The last time anyone in my family was killed in action was during WW2.  That was years before I was born.  Before that, one ancestor died at Elmira.  His youngest son, just three years old at the time,  became one of my Great Grandfathers.  Another died in the Yellow Fever epidemic at the Castille De San Marcos.  Both serving under the flag that some enlightened professor's minions are burning around the country today to "put that chapter of our history to rest" by digging it back up and desecrating it. 

I know people that served.  Through them I have met others.   A few years back, I went out of town to meet a couple of old friends to go to a gun show.   In that trip, I met a couple of  veterans and their young families.   Their young kids always said "yes sir" and "yes mam" to their parents.  They were polite.  They were well-behaved.  

They had a wooden mock up of a Browning machine gun on a post on their back deck.  Nothing fancy.  Just enough for a kid's imagination to build on.  It had a belt of empty cases hanging from it to make it more realistic.   Made me think of the "tank" my dad built in our back yard.   Just a plywood playhouse but painted up to look like a tank.   I had a plastic Browning MG that ran on batteries.   Maybe things haven't changed everywhere.
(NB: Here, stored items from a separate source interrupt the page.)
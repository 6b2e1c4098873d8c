//! One job at a time, in batch order.

use crate::runner::{run_job, RunContext};
use crate::store::Claim;

pub async fn run_sequential(ctx: &RunContext, selected: &[Claim]) {
    for claim in selected {
        // Run on its own task so a panic is contained like under the parallel policy.
        let res = tokio::spawn(run_job(ctx.clone(), claim.clone())).await;
        if let Err(e) = res {
            tracing::warn!(job = %claim.id(), "job task join: {}", e);
        }
    }
}
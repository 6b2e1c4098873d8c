use anyhow::Result;
use serde::{Deserialize, Serialize};
use std::fs;
use std::path::PathBuf;
use std::time::Duration;

use crate::job::Quality;

/// Retry policy for artifact fetches (optional section in config.toml).
#[derive(Debug, Clone, Serialize, Deserialize)]
pub struct RetryConfig {
    /// Maximum number of attempts per artifact (including the first).
    pub max_attempts: u32,
    /// Base delay in seconds for exponential backoff (e.g. 0.25 = 250ms).
    pub base_delay_secs: f64,
    /// Maximum backoff delay in seconds.
    pub max_delay_secs: u64,
}

impl Default for RetryConfig {
    fn default() -> Self {
        Self {
            max_attempts: 3,
            base_delay_secs: 0.25,
            max_delay_secs: 10,
        }
    }
}

/// Global configuration loaded from `~/.config/pdfbatch/config.toml`.
#[derive(Debug, Clone, Serialize, Deserialize)]
pub struct BatchConfig {
    /// Base URL of the processing API; relative artifact locators resolve against it.
    pub api_base_url: String,
    /// Path of the compress endpoint, joined onto `api_base_url`.
    pub endpoint: String,
    /// HTTP status the API reserves for quota / balance exhaustion.
    pub quota_status: u32,
    /// Maximum jobs in flight under the parallel policy.
    pub max_parallel: usize,
    /// Quality code sent with every job unless overridden.
    pub default_quality: Quality,
    /// Connect timeout for uploads and artifact fetches.
    pub connect_timeout_secs: u64,
    /// Whole-request timeout for one upload (upload + server-side processing).
    pub request_timeout_secs: u64,
    /// Optional API key, sent as `x-api-key`.
    #[serde(default)]
    pub api_key: Option<String>,
    /// Optional retry policy for artifact fetches; if missing, built-in defaults are used.
    #[serde(default)]
    pub retry: Option<RetryConfig>,
}

impl Default for BatchConfig {
    fn default() -> Self {
        Self {
            api_base_url: "http://localhost:8080".to_string(),
            endpoint: "/api/pdf/compress".to_string(),
            quota_status: 402,
            max_parallel: 8,
            default_quality: Quality::Medium,
            connect_timeout_secs: 15,
            request_timeout_secs: 300,
            api_key: None,
            retry: None,
        }
    }
}

impl BatchConfig {
    pub fn connect_timeout(&self) -> Duration {
        Duration::from_secs(self.connect_timeout_secs.max(1))
    }

    pub fn request_timeout(&self) -> Duration {
        Duration::from_secs(self.request_timeout_secs.max(1))
    }
}

pub fn config_path() -> Result<PathBuf> {
    let xdg_dirs = xdg::BaseDirectories::with_prefix("pdfbatch")?;
    Ok(xdg_dirs.place_config_file("config.toml")?)
}

/// Load configuration from disk, creating a default file if none exists.
pub fn load_or_init() -> Result<BatchConfig> {
    let path = config_path()?;
    if !path.exists() {
        let default_cfg = BatchConfig::default();
        let toml = toml::to_string_pretty(&default_cfg)?;
        if let Some(parent) = path.parent() {
            fs::create_dir_all(parent)?;
        }
        fs::write(&path, toml)?;
        tracing::info!("created default config at {}", path.display());
        return Ok(default_cfg);
    }

    let data = fs::read_to_string(&path)?;
    let cfg: BatchConfig = toml::from_str(&data)?;
    Ok(cfg)
}
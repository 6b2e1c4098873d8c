//! Opaque handle to the bytes uploaded for one job.

use std::io;
use std::path::{Path, PathBuf};
use std::sync::Arc;

/// Immutable upload source. Files on disk are streamed by the transport;
/// in-memory buffers are shared between clones.
#[derive(Debug, Clone)]
pub enum Payload {
    Path { path: PathBuf, len: u64 },
    Memory { name: String, bytes: Arc<[u8]> },
}

impl Payload {
    /// Payload backed by a file on disk. Records the size at admission time.
    pub fn from_path(path: impl AsRef<Path>) -> io::Result<Self> {
        let path = path.as_ref();
        let meta = std::fs::metadata(path)?;
        if !meta.is_file() {
            return Err(io::Error::new(
                io::ErrorKind::InvalidInput,
                format!("not a regular file: {}", path.display()),
            ));
        }
        Ok(Payload::Path {
            path: path.to_path_buf(),
            len: meta.len(),
        })
    }

    pub fn from_bytes(name: impl Into<String>, bytes: impl Into<Arc<[u8]>>) -> Self {
        Payload::Memory {
            name: name.into(),
            bytes: bytes.into(),
        }
    }

    /// Base file name used as the job id and as the multipart filename.
    pub fn file_name(&self) -> Option<&str> {
        match self {
            Payload::Path { path, .. } => path.file_name().and_then(|n| n.to_str()),
            Payload::Memory { name, .. } => Some(name.as_str()),
        }
    }

    pub fn len(&self) -> u64 {
        match self {
            Payload::Path { len, .. } => *len,
            Payload::Memory { bytes, .. } => bytes.len() as u64,
        }
    }

    pub fn is_empty(&self) -> bool {
        self.len() == 0
    }

    /// Short description for error messages.
    pub fn describe(&self) -> String {
        match self {
            Payload::Path { path, .. } => path.display().to_string(),
            Payload::Memory { name, .. } => format!("<memory:{name}>"),
        }
    }
}
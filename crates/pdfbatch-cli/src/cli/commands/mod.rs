//! CLI command handlers, one per file.

mod completions;
mod compress;
mod config;

pub use completions::run_completions;
pub use compress::{run_compress, CompressArgs};
pub use config::run_config;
One of the veterans was employed at a car dealership in the service department.  He talked about doing the job right because peoples' safety and lives depended on it.  He talked about how some of the employees didn't get it.   One in particular had done a brake job and not tightened some critical bolts.  When told about it, the had a hissey fit, said they weren't being fair to him and quit.     

Then I think about the ones that didn't come home.   The well-behaved kids that grew up without their father or their mother or that don't exist at all.  We don't know how much we've lost.   We can only know where that loss started.

I don't  have a stirring story about a hero.   I'm not going to post pictures of girls in red, white and blue bikinis and say its for Memorial May. Not even going to talk about Barbeque.   I'm just going to go to work and do my job because people depend on me and, in the back of my mind, I'll be thinking about the ones that this day honors.